Why it Matters that Kamala Cooks
The video is less than a minute long but I watch it for over an hour.
How much does @KamalaHarris like to cook? She answered my husband’s ? about brining a turkey about 1 min before going on @PoliticsNation from Columbia, SC (after I was on). I recorded her response ‘cause I don’t cook and she was speaking a foreign language. ? #kamalacooks pic.twitter.com/IZiQ6iOnTQ
— Jonathan Capehart (@CapehartJ) November 26, 2019
Sen. Kamala Harris is wearing a black skirt suit with pearl earrings and black pumps, a standard Washington uniform I have worn countless times. She has an earpiece in one ear and is preparing to do an interview. She deftly moves back and forth between communicating with the interviewer and teaching a staffer how to brine a turkey. She emphatically describes wet and dry brines and how she bastes a turkey with wine.
She then pivots seamlessly to begin her interview as the voice in her earpiece greets her.
As a working Mom, I feel seen. Senator Harris’s dance between policy and poultry is familiar to me, closer to my life than anything I have ever seen from a politician, and I am mesmerized.
At this critical moment for American women, with the pandemic pushing too many of us out of the workforce because the office and the classroom have become the same place, Kamala Harris embracing cooking as part of her public persona is bracing. It is a liberation.
I am roasting a turkey breast while I write this. My house smells like honey and thyme. I’ll carve it this afternoon and it’ll make sandwiches for the week.

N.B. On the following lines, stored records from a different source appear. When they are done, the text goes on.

//! CipherPush Relay Server
//!
//! Accepts plaintext notifications, encrypts them separately for every
//! registered device with that device's own key, and forwards the
//! ciphertext to the upstream push-delivery service.

mod config;
mod error;
mod handlers;
mod server;

use cipherpush_core::{CredentialStore, HttpPushGateway, MemoryStore, PushGateway, SqliteStore};
use clap::Parser;
use std::path::PathBuf;
use std::sync::Arc;
use tracing_subscriber::EnvFilter;

#[derive(Parser)]
#[command(name = "cipherpush-relay", about = "Per-device encrypting push relay")]
struct Cli {
    /// Path to configuration file
    #[arg(short, long, default_value = "relay.toml")]
    config: PathBuf,

    /// Listen address override
    #[arg(short, long)]
    listen: Option<String>,

    /// Database path override
    #[arg(short, long)]
    database: Option<PathBuf>,
}

#[tokio::main]
async fn main() -> anyhow::Result<()> {
    tracing_subscriber::fmt()
        .with_env_filter(EnvFilter::from_default_env().add_directive("info".parse()?))
        .init();

    let cli = Cli::parse();

    let mut cfg = if cli.config.exists() {
        config::RelayConfig::load(&cli.config)?
    } else {
        tracing::info!("No config file found, using defaults");
        config::RelayConfig::default()
    };

    if let Some(listen) = cli.listen {
        cfg.listen_addr = listen;
    }
    if let Some(database) = cli.database {
        cfg.storage_path = database;
    }
    cfg.core.validate()?;

    let store: Arc<dyn CredentialStore> = if cfg.in_memory() {
        tracing::warn!("No storage path configured, devices and logs are kept in memory");
        Arc::new(MemoryStore::new())
    } else {
        tracing::info!("Opening store at {}", cfg.storage_path.display());
        Arc::new(SqliteStore::open(&cfg.storage_path)?)
    };

    let gateway: Arc<dyn PushGateway> = Arc::new(HttpPushGateway::new(&cfg.core.upstream)?);
    tracing::info!("Forwarding to upstream at {}", cfg.core.upstream.base_url);

    let state = server::AppState::new(Arc::clone(&store), Some(gateway), &cfg);
    let app = server::build_router(state, &cfg);

    tracing::info!("Starting CipherPush relay on {}", cfg.listen_addr);
    let listener = tokio::net::TcpListener::bind(&cfg.listen_addr).await?;
    axum::serve(listener, app)
        .with_graceful_shutdown(async {
            let _ = tokio::signal::ctrl_c().await;
        })
        .await?;

    store.close()?;
    tracing::info!("Relay stopped");
    Ok(())
}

Then I’ll set up a turkey pot pie to warm us up some chilly October night, waiting in the freezer for my husband and child while I run phone banks, train volunteers, and mobilize Jewish voters across America to vote for Senator Harris and her running mate, Joe Biden.
The weeks before the election will be intense and I will be relieved there is good food waiting in the freezer.
Most Mothers work two shifts, two different full-time jobs. We run for office, we make partner, we write books, we perform surgery, and we are breadwinners or co-breadwinners with our partners. We teach kids to blow their noses and braid hair and know the pediatrician’s phone number and the best friend’s birthday and when all the school forms are due. We are still disproportionately doing domestic work, like cooking, and we still face unequal division of labor with regards to childcare. Running a household is still very much seen as the purview of women in most homes with two heterosexual partners.
The worst part is that while we are juggling two full-time jobs, too often we are expected to keep this struggle invisible. Talking about motherhood at work can get you “Mommy-Tracked” to lower-paid, lower responsibility work. While men who talk about their kids at work receive praise and are subject to Dadulation — excessive praise for participating in the daily grind of parenthood — women are more likely to be forced into invisible parenthood at work, for fear that talking about family obligations at work will hurt our careers — and our ability to provide for our kids.
Indeed, we are often asked to hide our personal lives altogether. I was advised by a mentor not to wear my engagement ring to interviews, for fear that employers would see me as more likely to be focused on my wedding than work. No man I know was ever advised to hide an engagement. (I wore the damn ring.)
Women are often asked to live our lives in fragments, in neat little boxes that never spill into each other. But living our lives so separately with so much fragmentation isn’t healthy.
Of course, now, we have too little compartmentalization. The pandemic has shone a light on what is already broken about our society, and it’s clear that invisible motherhood and silent second shifts need to be relegated to the dustbin of American history. We should talk about all the work we do, all the ways the system is stacked against us, and all that we achieve in spite of that, whether it’s a promotion or finally mastering Shakshouka.
Kamala Harris talking about cooking, and integrating that into her campaigning isn’t cutesy or quaint; it’s radical. And she doesn’t just give tips. Kamala cooks. She bakes cookies while campaigning in Iowa.
She makes dosas with Mindy Khaling and talked about breaking barriers for South Asian women.
She taught her colleague, Senator Warner, how to make a proper tuna sandwich.
She knows how to roast a chicken and stretch it into many meals, including soup. She does all of this while being a highly effective Senator and now the Democratic Nominee for Vice President. She does it while fighting for racial justice and for women’s rights and for the America she believes we can be.
She shows us who she is as a full person, with a full life, and not the stale idea of a woman achieving at work and giving up on having a family life, or having a vibrant family life and a stunted career.
Kamala is cooking up more than just dinner; she is representing working women as we actually are, and in doing so, inspiring so many of us to think bigger about who we could be.
A woman who insists on campaigning that way will make policy that empowers women to succeed.
Carly Pildis is the organizing director of the Jewish Democratic Council of America.